:: Required work ::
For the word "await", state how many lines of the records include it, with no other text.

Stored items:
---*---
//! Heartbeat ingestion — validate a report, apply it to the registry, and
//! originate the one alert ingestion is responsible for (an error report).
//!
//! The request layer hands in already-authorized values; everything here is
//! semantic validation and the atomic read-modify-write on the agent's row.

use std::str::FromStr;
use std::sync::Arc;

use serde::Serialize;
use tracing::{debug, warn};

use crate::alerts::dispatcher::{AlertContext, AlertDispatcher};
use crate::clock::Clock;
use crate::error::MonitorError;
use crate::registry::model::{AgentStatus, AlertKind, ReportedStatus};
use crate::registry::AgentRegistry;

/// Free-text messages are bounded; anything longer is cut at a char boundary.
pub const MAX_MESSAGE_LEN: usize = 2048;
/// Agent names are keys — keep them short enough to index and display.
pub const MAX_NAME_LEN: usize = 128;

/// What one accepted heartbeat did to the agent.
#[derive(Debug, Clone, Serialize)]
pub struct Outcome {
    pub agent_name: String,
    pub previous: AgentStatus,
    pub current: AgentStatus,
    /// True when the heartbeat reported an error and an alert was requested.
    pub alert_requested: bool,
    /// True when that alert was actually delivered (dedup may suppress it).
    pub alert_sent: bool,
}

pub struct IngestProcessor {
    registry: Arc<AgentRegistry>,
    dispatcher: Arc<AlertDispatcher>,
    clock: Arc<dyn Clock>,
}

impl IngestProcessor {
    pub fn new(
        registry: Arc<AgentRegistry>,
        dispatcher: Arc<AlertDispatcher>,
        clock: Arc<dyn Clock>,
    ) -> Self {
        Self {
            registry,
            dispatcher,
            clock,
        }
    }

    /// Apply one heartbeat report.
    ///
    /// Validation failures reject the report outright; store failures surface
    /// loudly so the caller can return a transport error — a heartbeat is
    /// never silently dropped. The agent's lock is held only for the
    /// read-modify-write, never across the notifier call.
    pub async fn ingest(
        &self,
        agent_name: &str,
        reported_status: &str,
        message: &str,
        expected_interval_hours: i64,
    ) -> Result<Outcome, MonitorError> {
        let name = agent_name.trim();
        if name.is_empty() {
            return Err(MonitorError::validation("agent_name must not be empty"));
        }
        if name.len() > MAX_NAME_LEN {
            return Err(MonitorError::validation(format!(
                "agent_name exceeds {MAX_NAME_LEN} chars"
            )));
        }
        let reported = ReportedStatus::from_str(reported_status)?;
        if expected_interval_hours <= 0 {
            return Err(MonitorError::validation(
                "expected_interval_hours must be positive",
            ));
        }
        let message = truncate_message(message);

        let lock = self.registry.agent_lock(name);
        let guard = lock.lock().await;
        let now = self.clock.now();
        let previous = self
            .registry
            .storage()
            .apply_heartbeat(name, reported, &message, expected_interval_hours, now)
            .await?;
        drop(guard);

        let current = AgentStatus::on_heartbeat(reported);
        debug!(agent = name, %previous, %current, "heartbeat applied");

        let mut outcome = Outcome {
            agent_name: name.to_string(),
            previous,
            current,
            alert_requested: false,
            alert_sent: false,
        };

        if current == AgentStatus::Errored {
            outcome.alert_requested = true;
            let context = AlertContext {
                message,
                last_heartbeat: Some(now),
            };
            // The heartbeat is already committed; a ledger failure here must
            // not retroactively fail the accepted report.
            match self
                .dispatcher
                .maybe_alert(name, AlertKind::Error, &context)
                .await
            {
                Ok(sent) => outcome.alert_sent = sent,
                Err(e) => warn!(agent = name, error = %e, "error alert dispatch failed"),
            }
        }

        Ok(outcome)
    }
}

/// Truncate to `MAX_MESSAGE_LEN`, respecting char boundaries.
fn truncate_message(message: &str) -> String {
    if message.len() <= MAX_MESSAGE_LEN {
        return message.to_string();
    }
    let mut end = MAX_MESSAGE_LEN;
    while !message.is_char_boundary(end) {
        end -= 1;
    }
    message[..end].to_string()
}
---*---
:: Solution below ::
3